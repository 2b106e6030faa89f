use crate::output::traits::{ExportResult, Exporter};
use crate::output::ExportFormat;
use serde::Serialize;
use serde_json::ser::{PrettyFormatter, Serializer};
use std::fs::File;
use std::io::{BufWriter, Write};
use std::path::Path;

/// Writes a single JSON array of URL strings, indented by four spaces
#[derive(Debug, Clone, Copy, Default)]
pub struct JsonExporter;

impl JsonExporter {
    /// Writes the JSON document to any writer
    pub fn write_to<W: Write>(&self, urls: &[String], writer: W) -> ExportResult<()> {
        let formatter = PrettyFormatter::with_indent(b"    ");
        let mut serializer = Serializer::with_formatter(writer, formatter);
        urls.serialize(&mut serializer)?;
        serializer.into_inner().flush()?;
        Ok(())
    }
}

impl Exporter for JsonExporter {
    fn format(&self) -> ExportFormat {
        ExportFormat::Json
    }

    fn write(&self, urls: &[String], path: &Path) -> ExportResult<()> {
        let file = BufWriter::new(File::create(path)?);
        self.write_to(urls, file)
    }
}
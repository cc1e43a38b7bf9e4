use sqlx::FromRow;

use crate::security::hash_password;

/// User row as shown on the dashboard (never carries the password digest)
#[derive(Debug, Clone, FromRow, PartialEq, Eq)]
pub struct User {
    pub id: i64,
    pub username: String,
    pub email: String,
}

/// A validated signup about to be inserted
#[derive(Debug, Clone)]
pub struct NewUser {
    pub username: String,
    pub email: String,
    /// SHA-256 hex digest, never the plaintext
    pub password_hash: String,
}

impl NewUser {
    /// Build a record from already-validated input, hashing the password
    pub fn new(username: impl Into<String>, email: impl Into<String>, password: &str) -> Self {
        Self {
            username: username.into(),
            email: email.into(),
            password_hash: hash_password(password),
        }
    }
}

## [Aim of the task]
Word for word, reproduce the listing above from its start up to and including the line that has "to any writer". Give only those lines.

## [Output for this exercise]
repository 2b106e6030faa89f
use crate::output::traits::{ExportResult, Exporter};
use crate::output::ExportFormat;
use serde::Serialize;
use serde_json::ser::{PrettyFormatter, Serializer};
use std::fs::File;
use std::io::{BufWriter, Write};
use std::path::Path;

/// Writes a single JSON array of URL strings, indented by four spaces
#[derive(Debug, Clone, Copy, Default)]
pub struct JsonExporter;

impl JsonExporter {
    /// Writes the JSON document to any writer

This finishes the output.